** Opening Dataset extract block **
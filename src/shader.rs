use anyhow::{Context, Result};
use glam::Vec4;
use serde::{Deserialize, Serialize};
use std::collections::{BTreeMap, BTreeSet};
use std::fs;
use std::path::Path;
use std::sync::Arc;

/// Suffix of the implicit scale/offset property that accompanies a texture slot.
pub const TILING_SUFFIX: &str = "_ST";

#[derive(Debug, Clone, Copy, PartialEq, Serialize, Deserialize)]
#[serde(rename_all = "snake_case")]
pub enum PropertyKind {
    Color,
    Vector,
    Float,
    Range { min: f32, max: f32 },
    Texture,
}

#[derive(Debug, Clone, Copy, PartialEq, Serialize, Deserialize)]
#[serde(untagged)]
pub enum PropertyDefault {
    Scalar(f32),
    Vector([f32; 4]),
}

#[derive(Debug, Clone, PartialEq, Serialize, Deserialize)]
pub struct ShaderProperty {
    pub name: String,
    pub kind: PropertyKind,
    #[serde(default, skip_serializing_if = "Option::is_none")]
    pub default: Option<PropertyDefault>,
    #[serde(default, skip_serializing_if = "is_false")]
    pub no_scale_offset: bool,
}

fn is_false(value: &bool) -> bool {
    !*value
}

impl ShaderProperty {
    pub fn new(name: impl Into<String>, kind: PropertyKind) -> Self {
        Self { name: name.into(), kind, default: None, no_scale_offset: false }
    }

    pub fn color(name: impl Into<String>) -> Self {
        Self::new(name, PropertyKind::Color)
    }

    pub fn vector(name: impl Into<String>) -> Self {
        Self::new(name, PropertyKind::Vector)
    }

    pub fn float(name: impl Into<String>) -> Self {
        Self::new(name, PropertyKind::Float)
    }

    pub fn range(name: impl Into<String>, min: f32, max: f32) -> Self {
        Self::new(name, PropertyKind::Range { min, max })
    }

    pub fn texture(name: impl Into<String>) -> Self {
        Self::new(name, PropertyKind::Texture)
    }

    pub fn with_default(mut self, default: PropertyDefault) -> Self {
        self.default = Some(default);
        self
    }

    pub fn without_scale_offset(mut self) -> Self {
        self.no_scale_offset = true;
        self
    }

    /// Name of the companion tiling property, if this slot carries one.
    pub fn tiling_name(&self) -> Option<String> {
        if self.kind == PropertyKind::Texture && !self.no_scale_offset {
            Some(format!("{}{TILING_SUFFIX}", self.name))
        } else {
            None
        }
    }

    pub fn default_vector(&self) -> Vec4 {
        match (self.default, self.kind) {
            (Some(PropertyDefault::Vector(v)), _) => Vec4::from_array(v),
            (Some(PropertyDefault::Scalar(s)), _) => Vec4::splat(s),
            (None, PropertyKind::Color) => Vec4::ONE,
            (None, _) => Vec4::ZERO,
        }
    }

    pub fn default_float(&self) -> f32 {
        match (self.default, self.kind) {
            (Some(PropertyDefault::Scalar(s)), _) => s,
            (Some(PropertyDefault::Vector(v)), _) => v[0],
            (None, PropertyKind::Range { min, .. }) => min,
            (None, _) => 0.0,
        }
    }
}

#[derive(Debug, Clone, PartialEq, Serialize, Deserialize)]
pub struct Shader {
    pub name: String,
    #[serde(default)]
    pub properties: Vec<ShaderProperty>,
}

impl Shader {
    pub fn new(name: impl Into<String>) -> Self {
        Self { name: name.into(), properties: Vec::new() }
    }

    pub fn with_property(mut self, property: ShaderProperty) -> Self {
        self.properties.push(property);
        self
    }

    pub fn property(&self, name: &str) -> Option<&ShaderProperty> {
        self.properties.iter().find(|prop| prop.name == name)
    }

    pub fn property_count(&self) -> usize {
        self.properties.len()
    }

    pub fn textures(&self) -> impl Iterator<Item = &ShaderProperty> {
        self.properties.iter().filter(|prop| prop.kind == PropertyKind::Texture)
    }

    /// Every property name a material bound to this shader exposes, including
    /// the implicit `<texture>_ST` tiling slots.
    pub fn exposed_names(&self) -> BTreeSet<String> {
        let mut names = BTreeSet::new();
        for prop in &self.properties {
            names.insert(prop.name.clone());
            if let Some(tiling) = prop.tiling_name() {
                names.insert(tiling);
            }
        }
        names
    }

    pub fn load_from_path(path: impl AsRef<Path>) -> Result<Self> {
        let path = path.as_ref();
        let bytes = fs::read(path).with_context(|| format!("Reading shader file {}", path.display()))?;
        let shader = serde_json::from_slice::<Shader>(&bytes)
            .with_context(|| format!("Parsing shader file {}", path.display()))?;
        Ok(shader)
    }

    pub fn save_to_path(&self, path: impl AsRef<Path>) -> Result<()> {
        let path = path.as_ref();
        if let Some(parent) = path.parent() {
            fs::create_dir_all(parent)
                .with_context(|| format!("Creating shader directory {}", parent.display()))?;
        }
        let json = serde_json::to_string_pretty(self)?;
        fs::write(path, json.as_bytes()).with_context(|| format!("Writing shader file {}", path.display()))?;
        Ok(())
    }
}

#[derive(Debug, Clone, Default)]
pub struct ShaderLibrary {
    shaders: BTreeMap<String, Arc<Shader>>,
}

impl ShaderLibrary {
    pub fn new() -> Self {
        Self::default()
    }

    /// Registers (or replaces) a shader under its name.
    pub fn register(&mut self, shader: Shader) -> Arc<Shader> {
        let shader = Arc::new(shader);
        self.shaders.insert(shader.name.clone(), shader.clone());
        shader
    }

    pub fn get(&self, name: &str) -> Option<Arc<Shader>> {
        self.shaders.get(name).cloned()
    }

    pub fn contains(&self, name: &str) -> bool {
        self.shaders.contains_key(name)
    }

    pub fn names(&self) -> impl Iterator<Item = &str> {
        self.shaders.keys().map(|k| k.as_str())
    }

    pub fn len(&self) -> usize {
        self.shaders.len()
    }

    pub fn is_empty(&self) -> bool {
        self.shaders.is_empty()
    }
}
** Closing Dataset extract block **
** Opening Dataset extract block **
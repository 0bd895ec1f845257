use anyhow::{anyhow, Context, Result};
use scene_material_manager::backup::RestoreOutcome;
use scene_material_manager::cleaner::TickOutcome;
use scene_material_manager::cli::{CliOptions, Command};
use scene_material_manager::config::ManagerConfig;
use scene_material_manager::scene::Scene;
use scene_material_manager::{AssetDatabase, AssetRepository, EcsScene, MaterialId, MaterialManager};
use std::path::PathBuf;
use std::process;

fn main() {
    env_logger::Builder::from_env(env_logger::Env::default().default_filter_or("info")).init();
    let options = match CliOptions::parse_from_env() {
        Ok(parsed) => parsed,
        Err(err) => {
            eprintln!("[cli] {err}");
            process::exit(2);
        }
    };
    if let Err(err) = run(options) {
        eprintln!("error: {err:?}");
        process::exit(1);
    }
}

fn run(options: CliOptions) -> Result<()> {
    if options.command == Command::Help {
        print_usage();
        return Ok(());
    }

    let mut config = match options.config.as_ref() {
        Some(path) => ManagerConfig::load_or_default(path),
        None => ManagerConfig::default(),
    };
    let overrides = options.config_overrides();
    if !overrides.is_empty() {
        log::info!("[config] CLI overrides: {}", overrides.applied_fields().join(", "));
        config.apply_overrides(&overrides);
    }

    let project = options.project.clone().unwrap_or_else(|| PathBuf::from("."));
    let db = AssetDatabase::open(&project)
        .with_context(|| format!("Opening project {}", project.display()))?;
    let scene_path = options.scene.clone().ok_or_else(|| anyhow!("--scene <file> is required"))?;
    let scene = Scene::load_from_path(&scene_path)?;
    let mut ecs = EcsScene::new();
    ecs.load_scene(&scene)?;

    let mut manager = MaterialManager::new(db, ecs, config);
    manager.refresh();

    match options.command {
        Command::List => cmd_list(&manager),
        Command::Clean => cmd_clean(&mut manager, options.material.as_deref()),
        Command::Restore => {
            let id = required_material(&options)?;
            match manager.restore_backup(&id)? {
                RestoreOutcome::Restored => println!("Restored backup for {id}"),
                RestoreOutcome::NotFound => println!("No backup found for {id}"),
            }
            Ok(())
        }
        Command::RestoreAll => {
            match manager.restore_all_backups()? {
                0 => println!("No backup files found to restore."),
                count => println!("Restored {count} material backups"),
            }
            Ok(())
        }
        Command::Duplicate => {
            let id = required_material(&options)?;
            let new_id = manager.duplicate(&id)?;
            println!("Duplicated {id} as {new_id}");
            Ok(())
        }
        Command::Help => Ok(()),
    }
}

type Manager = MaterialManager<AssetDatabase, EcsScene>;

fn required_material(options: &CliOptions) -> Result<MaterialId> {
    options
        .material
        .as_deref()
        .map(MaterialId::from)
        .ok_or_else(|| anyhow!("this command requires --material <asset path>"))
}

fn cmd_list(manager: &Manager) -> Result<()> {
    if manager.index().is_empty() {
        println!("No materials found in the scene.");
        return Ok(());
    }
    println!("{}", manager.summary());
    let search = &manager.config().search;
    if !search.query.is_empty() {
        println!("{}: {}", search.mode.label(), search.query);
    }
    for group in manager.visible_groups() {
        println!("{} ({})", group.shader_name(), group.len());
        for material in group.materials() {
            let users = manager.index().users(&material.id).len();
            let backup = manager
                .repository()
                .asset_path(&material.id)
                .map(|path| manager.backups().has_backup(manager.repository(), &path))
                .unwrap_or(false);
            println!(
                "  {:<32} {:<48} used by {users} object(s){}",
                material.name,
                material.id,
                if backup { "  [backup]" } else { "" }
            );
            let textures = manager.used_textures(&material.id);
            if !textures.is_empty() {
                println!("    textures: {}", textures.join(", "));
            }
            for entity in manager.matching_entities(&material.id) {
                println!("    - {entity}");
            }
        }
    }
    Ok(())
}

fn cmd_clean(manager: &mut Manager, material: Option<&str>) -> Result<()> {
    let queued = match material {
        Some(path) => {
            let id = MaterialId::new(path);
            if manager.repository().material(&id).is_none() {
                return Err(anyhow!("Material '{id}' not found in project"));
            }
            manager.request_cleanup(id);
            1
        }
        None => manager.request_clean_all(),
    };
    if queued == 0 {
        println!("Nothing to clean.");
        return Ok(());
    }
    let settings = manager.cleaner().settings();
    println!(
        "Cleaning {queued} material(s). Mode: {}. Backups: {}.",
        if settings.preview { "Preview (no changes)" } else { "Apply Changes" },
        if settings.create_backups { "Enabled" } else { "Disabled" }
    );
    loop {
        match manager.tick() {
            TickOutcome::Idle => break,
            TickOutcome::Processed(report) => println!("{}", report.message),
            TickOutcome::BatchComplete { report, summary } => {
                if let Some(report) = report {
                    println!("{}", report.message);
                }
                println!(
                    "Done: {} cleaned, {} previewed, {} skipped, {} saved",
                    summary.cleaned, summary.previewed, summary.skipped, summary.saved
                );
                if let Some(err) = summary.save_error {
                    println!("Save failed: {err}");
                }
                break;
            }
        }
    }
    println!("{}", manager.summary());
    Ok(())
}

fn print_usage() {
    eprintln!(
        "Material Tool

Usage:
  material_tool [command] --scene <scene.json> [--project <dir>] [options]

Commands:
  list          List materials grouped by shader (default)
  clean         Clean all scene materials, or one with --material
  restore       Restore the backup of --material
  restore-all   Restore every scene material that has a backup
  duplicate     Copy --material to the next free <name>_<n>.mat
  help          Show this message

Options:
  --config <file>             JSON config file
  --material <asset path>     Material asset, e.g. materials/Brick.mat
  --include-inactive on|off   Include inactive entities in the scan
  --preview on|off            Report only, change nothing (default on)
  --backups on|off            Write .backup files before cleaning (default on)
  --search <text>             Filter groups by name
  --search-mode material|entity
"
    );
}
** Closing Dataset extract block **
** Opening Dataset extract block **
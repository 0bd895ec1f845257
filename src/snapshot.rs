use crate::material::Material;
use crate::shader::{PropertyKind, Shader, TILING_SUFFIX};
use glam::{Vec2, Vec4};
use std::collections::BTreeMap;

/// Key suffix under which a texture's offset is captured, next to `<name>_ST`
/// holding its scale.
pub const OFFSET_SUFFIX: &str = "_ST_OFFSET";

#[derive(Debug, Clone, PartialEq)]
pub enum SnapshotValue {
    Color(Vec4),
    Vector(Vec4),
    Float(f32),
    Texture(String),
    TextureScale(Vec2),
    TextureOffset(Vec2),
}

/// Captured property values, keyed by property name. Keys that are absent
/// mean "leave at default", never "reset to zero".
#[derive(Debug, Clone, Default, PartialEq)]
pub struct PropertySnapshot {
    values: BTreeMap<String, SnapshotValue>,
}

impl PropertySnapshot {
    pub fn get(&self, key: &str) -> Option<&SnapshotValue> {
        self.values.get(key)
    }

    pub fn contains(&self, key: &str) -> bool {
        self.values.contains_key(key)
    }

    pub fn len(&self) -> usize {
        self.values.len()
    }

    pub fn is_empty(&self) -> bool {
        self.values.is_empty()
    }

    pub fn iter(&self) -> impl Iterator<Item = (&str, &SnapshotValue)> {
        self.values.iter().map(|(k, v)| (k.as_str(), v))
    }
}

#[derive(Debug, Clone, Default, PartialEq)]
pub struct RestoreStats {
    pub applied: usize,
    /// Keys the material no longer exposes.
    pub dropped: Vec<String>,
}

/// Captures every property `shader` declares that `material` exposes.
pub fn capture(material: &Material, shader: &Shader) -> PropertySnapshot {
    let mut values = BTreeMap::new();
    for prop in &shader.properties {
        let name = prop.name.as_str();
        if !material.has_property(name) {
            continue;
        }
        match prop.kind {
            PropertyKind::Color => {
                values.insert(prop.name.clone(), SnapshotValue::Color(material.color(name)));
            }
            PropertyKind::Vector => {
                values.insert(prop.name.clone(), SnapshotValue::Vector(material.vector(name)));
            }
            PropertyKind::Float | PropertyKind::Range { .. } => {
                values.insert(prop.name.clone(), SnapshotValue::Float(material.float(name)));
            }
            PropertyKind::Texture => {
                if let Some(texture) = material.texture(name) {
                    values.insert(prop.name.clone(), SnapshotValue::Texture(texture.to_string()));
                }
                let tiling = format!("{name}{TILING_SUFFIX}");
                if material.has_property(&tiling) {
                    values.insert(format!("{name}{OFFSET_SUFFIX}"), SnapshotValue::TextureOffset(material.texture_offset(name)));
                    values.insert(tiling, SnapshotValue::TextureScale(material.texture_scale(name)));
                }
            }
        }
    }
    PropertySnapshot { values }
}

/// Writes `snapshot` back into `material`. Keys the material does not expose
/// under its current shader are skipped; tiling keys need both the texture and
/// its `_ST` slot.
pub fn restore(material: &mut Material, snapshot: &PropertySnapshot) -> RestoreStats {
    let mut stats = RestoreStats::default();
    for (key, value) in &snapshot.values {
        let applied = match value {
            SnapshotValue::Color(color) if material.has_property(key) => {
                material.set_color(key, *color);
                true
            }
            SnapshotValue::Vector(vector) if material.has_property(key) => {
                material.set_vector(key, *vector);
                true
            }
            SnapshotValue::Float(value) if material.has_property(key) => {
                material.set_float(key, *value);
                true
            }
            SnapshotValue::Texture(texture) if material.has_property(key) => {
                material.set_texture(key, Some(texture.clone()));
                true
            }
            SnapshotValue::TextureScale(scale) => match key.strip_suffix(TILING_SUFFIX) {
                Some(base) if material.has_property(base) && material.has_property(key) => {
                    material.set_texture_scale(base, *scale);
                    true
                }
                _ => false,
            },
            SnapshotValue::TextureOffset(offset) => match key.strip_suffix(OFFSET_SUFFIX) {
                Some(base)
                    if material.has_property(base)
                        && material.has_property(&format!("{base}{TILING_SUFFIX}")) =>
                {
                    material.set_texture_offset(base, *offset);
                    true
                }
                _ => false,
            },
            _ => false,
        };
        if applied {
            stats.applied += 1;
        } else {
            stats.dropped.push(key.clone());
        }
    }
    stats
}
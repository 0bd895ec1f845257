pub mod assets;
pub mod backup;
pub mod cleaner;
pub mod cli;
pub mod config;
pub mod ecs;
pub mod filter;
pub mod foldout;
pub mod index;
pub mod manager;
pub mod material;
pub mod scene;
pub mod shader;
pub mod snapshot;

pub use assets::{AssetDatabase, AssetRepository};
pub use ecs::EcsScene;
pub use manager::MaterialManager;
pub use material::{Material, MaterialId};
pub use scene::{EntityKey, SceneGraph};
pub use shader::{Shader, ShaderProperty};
** Closing Dataset extract block **
[Work instructions]: Locate the string "users" in the listing above and copy every line where it occurs.

[Solution to this task]:
            let users = manager.index().users(&material.id).len();
                "  {:<32} {:<48} used by {users} object(s){}",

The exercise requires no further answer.